You are viewing a plain text version of this content. The canonical link for it is here.
Posted to solr-user@lucene.apache.org by Matt Mitchell <go...@gmail.com> on 2011/06/08 16:59:53 UTC
KeywordTokenizerFactory and stopwords
Hi,
I have an "autocomplete" fieldType that works really well, but because
the KeywordTokenizerFactory (if I understand correctly) is emitting a
single token, the stopword filter will not detect any stopwords.
Anyone know of a way to strip out stopwords when using
KeywordTokenizerFactory?
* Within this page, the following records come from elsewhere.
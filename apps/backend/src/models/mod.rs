//! API request and response types

use serde::{Deserialize, Serialize};
use uuid::Uuid;

// Re-export shared types from wordmatch-core
pub use wordmatch_core::{
    Card, CardRole, CatalogEntry, FlipOutcome, FlipRejection, FlipReport, MasteryRecord, Phase,
    RoundMode, RoundState, RoundSummary, Stage, StoryOutcome, Tier,
};

use crate::services::rounds::Controller;

// === Request Types ===

#[derive(Debug, Default, Deserialize)]
pub struct StartRoundRequest {
    #[serde(default)]
    pub tier: Tier,
    /// Ask the text generator for words when it is configured.
    #[serde(default = "default_true")]
    pub use_generator: bool,
}

fn default_true() -> bool {
    true
}

#[derive(Debug, Serialize, Deserialize)]
pub struct FlipRequest {
    pub position: usize,
}

#[derive(Debug, Default, Serialize, Deserialize)]
pub struct GraduationRequest {
    #[serde(default)]
    pub confirm: Vec<String>,
    #[serde(default)]
    pub deny: Vec<String>,
}

// === Response Types ===

/// A card as the player may see it. Face details are only present for
/// face-up or matched cards, or for the card revealed by a flip. The pair a
/// card belongs to is never sent; matches are reported by the flip outcome.
#[derive(Debug, Clone, Serialize, Deserialize)]
pub struct CardView {
    pub position: usize,
    pub face_up: bool,
    pub matched: bool,
    #[serde(skip_serializing_if = "Option::is_none")]
    pub face: Option<String>,
    #[serde(skip_serializing_if = "Option::is_none")]
    pub role: Option<CardRole>,
}

impl CardView {
    /// Full view of a card, regardless of whether it is still face-up.
    pub fn revealed(card: &Card, round: &RoundState) -> Self {
        Self {
            position: card.position,
            face_up: round.is_face_up(card.position),
            matched: round.is_matched(card.position),
            face: Some(card.face.clone()),
            role: Some(card.role),
        }
    }
}

#[derive(Debug, Clone, Serialize)]
pub struct RoundView {
    pub round_id: Uuid,
    pub stage: Stage,
    #[serde(skip_serializing_if = "Option::is_none")]
    pub mode: Option<RoundMode>,
    #[serde(skip_serializing_if = "Option::is_none")]
    pub phase: Option<Phase>,
    #[serde(skip_serializing_if = "Option::is_none")]
    pub remaining_ms: Option<i64>,
    pub cards: Vec<CardView>,
    /// The round's word list, only sent once the round is finished.
    #[serde(skip_serializing_if = "Vec::is_empty")]
    pub words: Vec<CatalogEntry>,
    #[serde(skip_serializing_if = "Option::is_none")]
    pub summary: Option<RoundSummary>,
}

impl RoundView {
    pub fn from_controller(round_id: Uuid, controller: &Controller, now: chrono::DateTime<chrono::Utc>) -> Self {
        let Some(round) = controller.round() else {
            return Self {
                round_id,
                stage: controller.stage(),
                mode: None,
                phase: None,
                remaining_ms: None,
                cards: Vec::new(),
                words: finished_words(controller),
                summary: controller.last_summary().cloned(),
            };
        };

        let cards = round
            .deck()
            .iter()
            .map(|card| {
                let face_up = round.is_face_up(card.position);
                let matched = round.is_matched(card.position);
                let visible = face_up || matched;
                CardView {
                    position: card.position,
                    face_up,
                    matched,
                    face: visible.then(|| card.face.clone()),
                    role: visible.then_some(card.role),
                }
            })
            .collect();

        Self {
            round_id,
            stage: controller.stage(),
            mode: Some(round.mode()),
            phase: Some(round.phase()),
            remaining_ms: controller.remaining(now).map(|d| d.num_milliseconds()),
            cards,
            words: Vec::new(),
            summary: None,
        }
    }
}

fn finished_words(controller: &Controller) -> Vec<CatalogEntry> {
    match controller.stage() {
        Stage::Finished => controller.entries().to_vec(),
        _ => Vec::new(),
    }
}

#[derive(Debug, Serialize)]
pub struct FlipResponse {
    #[serde(flatten)]
    pub report: FlipReport,
    /// The flipped card, face shown, when the flip was accepted.
    #[serde(skip_serializing_if = "Option::is_none")]
    pub card: Option<CardView>,
    pub round: RoundView,
}

#[derive(Debug, Serialize)]
pub struct TickResponse {
    pub phase: Phase,
    pub remaining_ms: i64,
}

#[derive(Debug, Serialize, Deserialize)]
pub struct GraduationResponse {
    pub graduated: Vec<String>,
    pub kept: Vec<String>,
    pub pending: Vec<String>,
}

#[derive(Debug, Serialize)]
pub struct MasteryListResponse {
    pub records: Vec<MasteryRecord>,
    pub count: usize,
    pub graduation_threshold: u32,
}

#[derive(Debug, Serialize)]
pub struct StoryResponse {
    #[serde(flatten)]
    pub story: StoryOutcome,
    pub words: Vec<String>,
}
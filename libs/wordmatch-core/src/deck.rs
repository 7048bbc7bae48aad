//! Shuffled deck construction.

use crate::types::{Card, CardRole, WordPair};
use rand::seq::SliceRandom;
use rand::Rng;
use std::collections::HashSet;

/// Build the face-down deck for a round.
///
/// Each pair yields one term card and one translation card sharing the term as
/// `pair_id`. Slots are assigned by a uniform shuffle and `position` always
/// equals the card's index in the returned vector. Repeated terms are dropped
/// so every pair id appears exactly twice.
pub fn build<R: Rng + ?Sized>(pairs: &[WordPair], rng: &mut R) -> Vec<Card> {
    let mut seen = HashSet::new();
    let mut cards = Vec::with_capacity(pairs.len() * 2);

    for pair in pairs {
        if !seen.insert(pair.term.as_str()) {
            tracing::warn!(term = %pair.term, "duplicate term skipped while building deck");
            continue;
        }
        cards.push(Card {
            pair_id: pair.term.clone(),
            face: pair.term.clone(),
            role: CardRole::Term,
            position: 0,
        });
        cards.push(Card {
            pair_id: pair.term.clone(),
            face: pair.translation.clone(),
            role: CardRole::Translation,
            position: 0,
        });
    }

    // SliceRandom::shuffle is Fisher-Yates
    cards.shuffle(rng);
    for (position, card) in cards.iter_mut().enumerate() {
        card.position = position;
    }

    cards
}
I did try the reg-exp replace filter, but I'm
not sure I want to add a bunch of reg-exps for replacing every
stopword.
Thanks,
Matt
Here's the fieldType definition:
<fieldType name="autocomplete" class="solr.TextField"
positionIncrementGap="100">
<analyzer type="index">
<tokenizer class="solr.KeywordTokenizerFactory"/>
<filter class="solr.TrimFilterFactory"/>
<filter class="solr.LowerCaseFilterFactory"/>
<filter class="solr.ASCIIFoldingFilterFactory"/>
<filter class="solr.EdgeNGramFilterFactory" minGramSize="1"
maxGramSize="50"/>
</analyzer>
<analyzer type="query">
<tokenizer class="solr.KeywordTokenizerFactory"/>
<filter class="solr.TrimFilterFactory"/>
<filter class="solr.LowerCaseFilterFactory"/>
<filter class="solr.ASCIIFoldingFilterFactory"/>
</analyzer>
</fieldType>
Re: KeywordTokenizerFactory and stopwords
Posted by Matt Mitchell <go...@gmail.com>.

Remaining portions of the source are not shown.